■ **Exercise goal**: Output the records in full, exactly as given.

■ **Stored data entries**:

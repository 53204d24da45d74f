//! # Backend Completion API
//!
//! The network boundary a finished trip crosses, and its wire shapes.
//!
//! ## Operations
//! ```text
//! ┌─────────────────────────────────────────────────────────────────────────┐
//! │                                                                         │
//! │  Dispatched booking                  Street hail (flagdown)            │
//! │  ──────────────────                  ──────────────────────            │
//! │  complete_booking(token, req)        create_flagdown(token, req)       │
//! │       │                                   │ → FlagdownCreated{id}      │
//! │       ▼                                   ▼                             │
//! │     Ok(())                           complete_booking(token, req')     │
//! │                                                                         │
//! │  Every failure is classified:                                          │
//! │    Rejected{status}  400 401 403 404 409 422   never retried           │
//! │    Transport(msg)    no status, 5xx, 408, 429  retried with backoff    │
//! └─────────────────────────────────────────────────────────────────────────┘
//! ```
//!
//! Delivery is at-least-once. Each request carries a client-generated
//! `idempotencyKey` that stays the same across retries so the backend can
//! drop duplicates.

use async_trait::async_trait;
use serde::{Deserialize, Serialize};
use thiserror::Error;

use hailmeter_core::{Coordinate, FareBreakdown};

// =============================================================================
// Failure Classification
// =============================================================================

/// Statuses that mean "this request will never succeed as sent".
pub const REJECTION_STATUSES: [u16; 6] = [400, 401, 403, 404, 409, 422];

/// True for HTTP statuses that are an authoritative rejection.
pub fn is_authoritative_rejection(status: u16) -> bool {
    REJECTION_STATUSES.contains(&status)
}

#[derive(Debug, Clone, Error, PartialEq, Eq)]
pub enum ApiError {
    /// The backend understood the request and refused it.
    #[error("Rejected by backend ({status}): {message}")]
    Rejected { status: u16, message: String },

    /// The request may not have reached the backend, or the backend could
    /// not answer. Safe to retry.
    #[error("Transport failure: {0}")]
    Transport(String),
}

impl ApiError {
    /// Classifies a non-success HTTP response.
    pub fn from_status(status: u16, message: impl Into<String>) -> Self {
        let message = message.into();
        if is_authoritative_rejection(status) {
            ApiError::Rejected { status, message }
        } else {
            ApiError::Transport(format!("HTTP {status}: {message}"))
        }
    }

    pub fn is_rejection(&self) -> bool {
        matches!(self, ApiError::Rejected { .. })
    }

    pub fn status(&self) -> Option<u16> {
        match self {
            ApiError::Rejected { status, .. } => Some(*status),
            ApiError::Transport(_) => None,
        }
    }
}

// =============================================================================
// Wire Types
// =============================================================================

/// Measured facts about a finished trip, shared by both operations.
#[derive(Debug, Clone, PartialEq, Serialize, Deserialize)]
#[serde(rename_all = "camelCase")]
pub struct TripCompletion {
    pub trip_id: String,
    #[serde(default)]
    pub driver_id: Option<String>,
    pub started_at_ms: i64,
    pub ended_at_ms: i64,
    pub distance_meters: f64,
    pub distance_miles: f64,
    pub wait_seconds: f64,
    pub elapsed_seconds: f64,
    pub passenger_count: u32,
    #[serde(default)]
    pub pickup: Option<Coordinate>,
    #[serde(default)]
    pub dropoff: Option<Coordinate>,
    #[serde(default)]
    pub flat_rate_id: Option<String>,
    pub fare: FareBreakdown,
}

/// "Mark booking completed" request.
#[derive(Debug, Clone, PartialEq, Serialize, Deserialize)]
#[serde(rename_all = "camelCase")]
pub struct CompleteTripRequest {
    pub idempotency_key: String,
    pub booking_id: String,
    #[serde(flatten)]
    pub trip: TripCompletion,
}

/// "Create driver-initiated booking" request.
#[derive(Debug, Clone, PartialEq, Serialize, Deserialize)]
#[serde(rename_all = "camelCase")]
pub struct FlagdownRequest {
    pub idempotency_key: String,
    #[serde(flatten)]
    pub trip: TripCompletion,
}

#[derive(Debug, Clone, PartialEq, Eq, Serialize, Deserialize)]
#[serde(rename_all = "camelCase")]
pub struct FlagdownCreated {
    pub booking_id: String,
}

// =============================================================================
// Completion API Trait
// =============================================================================

/// Backend operations needed to settle a trip.
#[async_trait]
pub trait CompletionApi: Send + Sync {
    /// Marks an existing booking as completed.
    async fn complete_booking(
        &self,
        token: &str,
        request: &CompleteTripRequest,
    ) -> Result<(), ApiError>;

    /// Creates a booking for a street hail.
    async fn create_flagdown(
        &self,
        token: &str,
        request: &FlagdownRequest,
    ) -> Result<FlagdownCreated, ApiError>;
}

/// Stand-in used when no backend URL is configured.
///
/// Every call fails at the transport level, so finished trips land in the
/// outbox and wait for a real backend.
#[derive(Debug, Clone, Copy, Default)]
pub struct OfflineApi;

#[async_trait]
impl CompletionApi for OfflineApi {
    async fn complete_booking(&self, _token: &str, _request: &CompleteTripRequest) -> Result<(), ApiError> {
        Err(ApiError::Transport("no backend configured".into()))
    }

    async fn create_flagdown(
        &self,
        _token: &str,
        _request: &FlagdownRequest,
    ) -> Result<FlagdownCreated, ApiError> {
        Err(ApiError::Transport("no backend configured".into()))
    }
}

// =============================================================================
// Scripted API (tests)
// =============================================================================

#[cfg(test)]
pub(crate) mod testing {
    use super::*;
    use std::collections::VecDeque;
    use std::sync::Mutex;
    use std::time::Duration;

    /// Replays queued results; succeeds once its script runs out.
    #[derive(Default)]
    pub struct ScriptedApi {
        complete_script: Mutex<VecDeque<Result<(), ApiError>>>,
        create_script: Mutex<VecDeque<Result<FlagdownCreated, ApiError>>>,
        pub completed: Mutex<Vec<CompleteTripRequest>>,
        pub created: Mutex<Vec<FlagdownRequest>>,
        pub tokens: Mutex<Vec<String>>,
        delay: Option<Duration>,
    }

    impl ScriptedApi {
        pub fn new() -> Self {
            Self::default()
        }

        pub fn with_delay(delay: Duration) -> Self {
            ScriptedApi {
                delay: Some(delay),
                ..Self::default()
            }
        }

        pub fn push_complete(&self, result: Result<(), ApiError>) {
            self.complete_script.lock().unwrap().push_back(result);
        }

        pub fn push_create(&self, result: Result<FlagdownCreated, ApiError>) {
            self.create_script.lock().unwrap().push_back(result);
        }

        pub fn completed_count(&self) -> usize {
            self.completed.lock().unwrap().len()
        }

        pub fn created_count(&self) -> usize {
            self.created.lock().unwrap().len()
        }
    }

    pub fn offline() -> ApiError {
        ApiError::Transport("connection refused".into())
    }

    pub fn rejected(status: u16) -> ApiError {
        ApiError::from_status(status, "rejected")
    }

    #[async_trait]
    impl CompletionApi for ScriptedApi {
        async fn complete_booking(
            &self,
            token: &str,
            request: &CompleteTripRequest,
        ) -> Result<(), ApiError> {
            if let Some(delay) = self.delay {
                tokio::time::sleep(delay).await;
            }
            self.tokens.lock().unwrap().push(token.to_string());
            let result = self
                .complete_script
                .lock()
                .unwrap()
                .pop_front()
                .unwrap_or(Ok(()));
            if result.is_ok() {
                self.completed.lock().unwrap().push(request.clone());
            }
            result
        }

        async fn create_flagdown(
            &self,
            token: &str,
            request: &FlagdownRequest,
        ) -> Result<FlagdownCreated, ApiError> {
            if let Some(delay) = self.delay {
                tokio::time::sleep(delay).await;
            }
            self.tokens.lock().unwrap().push(token.to_string());
            let default = FlagdownCreated {
                booking_id: format!("fd-{}", self.created_count() + 1),
            };
            let result = self
                .create_script
                .lock()
                .unwrap()
                .pop_front()
                .unwrap_or(Ok(default));
            if result.is_ok() {
                self.created.lock().unwrap().push(request.clone());
            }
            result
        }
    }
}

■ **Solution to the problem**:
repository 53204d24da45d74f
//! # Backend Completion API
//!
//! The network boundary a finished trip crosses, and its wire shapes.
//!
//! ## Operations
//! ```text
//! ┌─────────────────────────────────────────────────────────────────────────┐
//! │                                                                         │
//! │  Dispatched booking                  Street hail (flagdown)            │
//! │  ──────────────────                  ──────────────────────            │
//! │  complete_booking(token, req)        create_flagdown(token, req)       │
//! │       │                                   │ → FlagdownCreated{id}      │
//! │       ▼                                   ▼                             │
//! │     Ok(())                           complete_booking(token, req')     │
//! │                                                                         │
//! │  Every failure is classified:                                          │
//! │    Rejected{status}  400 401 403 404 409 422   never retried           │
//! │    Transport(msg)    no status, 5xx, 408, 429  retried with backoff    │
//! └─────────────────────────────────────────────────────────────────────────┘
//! ```
//!
//! Delivery is at-least-once. Each request carries a client-generated
//! `idempotencyKey` that stays the same across retries so the backend can
//! drop duplicates.

use async_trait::async_trait;
use serde::{Deserialize, Serialize};
use thiserror::Error;

use hailmeter_core::{Coordinate, FareBreakdown};

// =============================================================================
// Failure Classification
// =============================================================================

/// Statuses that mean "this request will never succeed as sent".
pub const REJECTION_STATUSES: [u16; 6] = [400, 401, 403, 404, 409, 422];

/// True for HTTP statuses that are an authoritative rejection.
pub fn is_authoritative_rejection(status: u16) -> bool {
    REJECTION_STATUSES.contains(&status)
}

#[derive(Debug, Clone, Error, PartialEq, Eq)]
pub enum ApiError {
    /// The backend understood the request and refused it.
    #[error("Rejected by backend ({status}): {message}")]
    Rejected { status: u16, message: String },

    /// The request may not have reached the backend, or the backend could
    /// not answer. Safe to retry.
    #[error("Transport failure: {0}")]
    Transport(String),
}

impl ApiError {
    /// Classifies a non-success HTTP response.
    pub fn from_status(status: u16, message: impl Into<String>) -> Self {
        let message = message.into();
        if is_authoritative_rejection(status) {
            ApiError::Rejected { status, message }
        } else {
            ApiError::Transport(format!("HTTP {status}: {message}"))
        }
    }

    pub fn is_rejection(&self) -> bool {
        matches!(self, ApiError::Rejected { .. })
    }

    pub fn status(&self) -> Option<u16> {
        match self {
            ApiError::Rejected { status, .. } => Some(*status),
            ApiError::Transport(_) => None,
        }
    }
}

// =============================================================================
// Wire Types
// =============================================================================

/// Measured facts about a finished trip, shared by both operations.
#[derive(Debug, Clone, PartialEq, Serialize, Deserialize)]
#[serde(rename_all = "camelCase")]
pub struct TripCompletion {
    pub trip_id: String,
    #[serde(default)]
    pub driver_id: Option<String>,
    pub started_at_ms: i64,
    pub ended_at_ms: i64,
    pub distance_meters: f64,
    pub distance_miles: f64,
    pub wait_seconds: f64,
    pub elapsed_seconds: f64,
    pub passenger_count: u32,
    #[serde(default)]
    pub pickup: Option<Coordinate>,
    #[serde(default)]
    pub dropoff: Option<Coordinate>,
    #[serde(default)]
    pub flat_rate_id: Option<String>,
    pub fare: FareBreakdown,
}

/// "Mark booking completed" request.
#[derive(Debug, Clone, PartialEq, Serialize, Deserialize)]
#[serde(rename_all = "camelCase")]
pub struct CompleteTripRequest {
    pub idempotency_key: String,
    pub booking_id: String,
    #[serde(flatten)]
    pub trip: TripCompletion,
}

/// "Create driver-initiated booking" request.
#[derive(Debug, Clone, PartialEq, Serialize, Deserialize)]
#[serde(rename_all = "camelCase")]
pub struct FlagdownRequest {
    pub idempotency_key: String,
    #[serde(flatten)]
    pub trip: TripCompletion,
}

#[derive(Debug, Clone, PartialEq, Eq, Serialize, Deserialize)]
#[serde(rename_all = "camelCase")]
pub struct FlagdownCreated {
    pub booking_id: String,
}

// =============================================================================
// Completion API Trait
// =============================================================================

/// Backend operations needed to settle a trip.
#[async_trait]
pub trait CompletionApi: Send + Sync {
    /// Marks an existing booking as completed.
    async fn complete_booking(
        &self,
        token: &str,
        request: &CompleteTripRequest,
    ) -> Result<(), ApiError>;

    /// Creates a booking for a street hail.
    async fn create_flagdown(
        &self,
        token: &str,
        request: &FlagdownRequest,
    ) -> Result<FlagdownCreated, ApiError>;
}

/// Stand-in used when no backend URL is configured.
///
/// Every call fails at the transport level, so finished trips land in the
/// outbox and wait for a real backend.
#[derive(Debug, Clone, Copy, Default)]
pub struct OfflineApi;

#[async_trait]
impl CompletionApi for OfflineApi {
    async fn complete_booking(&self, _token: &str, _request: &CompleteTripRequest) -> Result<(), ApiError> {
        Err(ApiError::Transport("no backend configured".into()))
    }

    async fn create_flagdown(
        &self,
        _token: &str,
        _request: &FlagdownRequest,
    ) -> Result<FlagdownCreated, ApiError> {
        Err(ApiError::Transport("no backend configured".into()))
    }
}

// =============================================================================
// Scripted API (tests)
// =============================================================================

#[cfg(test)]
pub(crate) mod testing {
    use super::*;
    use std::collections::VecDeque;
    use std::sync::Mutex;
    use std::time::Duration;

    /// Replays queued results; succeeds once its script runs out.
    #[derive(Default)]
    pub struct ScriptedApi {
        complete_script: Mutex<VecDeque<Result<(), ApiError>>>,
        create_script: Mutex<VecDeque<Result<FlagdownCreated, ApiError>>>,
        pub completed: Mutex<Vec<CompleteTripRequest>>,
        pub created: Mutex<Vec<FlagdownRequest>>,
        pub tokens: Mutex<Vec<String>>,
        delay: Option<Duration>,
    }

    impl ScriptedApi {
        pub fn new() -> Self {
            Self::default()
        }

        pub fn with_delay(delay: Duration) -> Self {
            ScriptedApi {
                delay: Some(delay),
                ..Self::default()
            }
        }

        pub fn push_complete(&self, result: Result<(), ApiError>) {
            self.complete_script.lock().unwrap().push_back(result);
        }

        pub fn push_create(&self, result: Result<FlagdownCreated, ApiError>) {
            self.create_script.lock().unwrap().push_back(result);
        }

        pub fn completed_count(&self) -> usize {
            self.completed.lock().unwrap().len()
        }

        pub fn created_count(&self) -> usize {
            self.created.lock().unwrap().len()
        }
    }

    pub fn offline() -> ApiError {
        ApiError::Transport("connection refused".into())
    }

    pub fn rejected(status: u16) -> ApiError {
        ApiError::from_status(status, "rejected")
    }

    #[async_trait]
    impl CompletionApi for ScriptedApi {
        async fn complete_booking(
            &self,
            token: &str,
            request: &CompleteTripRequest,
        ) -> Result<(), ApiError> {
            if let Some(delay) = self.delay {
                tokio::time::sleep(delay).await;
            }
            self.tokens.lock().unwrap().push(token.to_string());
            let result = self
                .complete_script
                .lock()
                .unwrap()
                .pop_front()
                .unwrap_or(Ok(()));
            if result.is_ok() {
                self.completed.lock().unwrap().push(request.clone());
            }
            result
        }

        async fn create_flagdown(
            &self,
            token: &str,
            request: &FlagdownRequest,
        ) -> Result<FlagdownCreated, ApiError> {
            if let Some(delay) = self.delay {
                tokio::time::sleep(delay).await;
            }
            self.tokens.lock().unwrap().push(token.to_string());
            let default = FlagdownCreated {
                booking_id: format!("fd-{}", self.created_count() + 1),
            };
            let result = self
                .create_script
                .lock()
                .unwrap()
                .pop_front()
                .unwrap_or(Ok(default));
            if result.is_ok() {
                self.created.lock().unwrap().push(request.clone());
            }
            result
        }
    }
}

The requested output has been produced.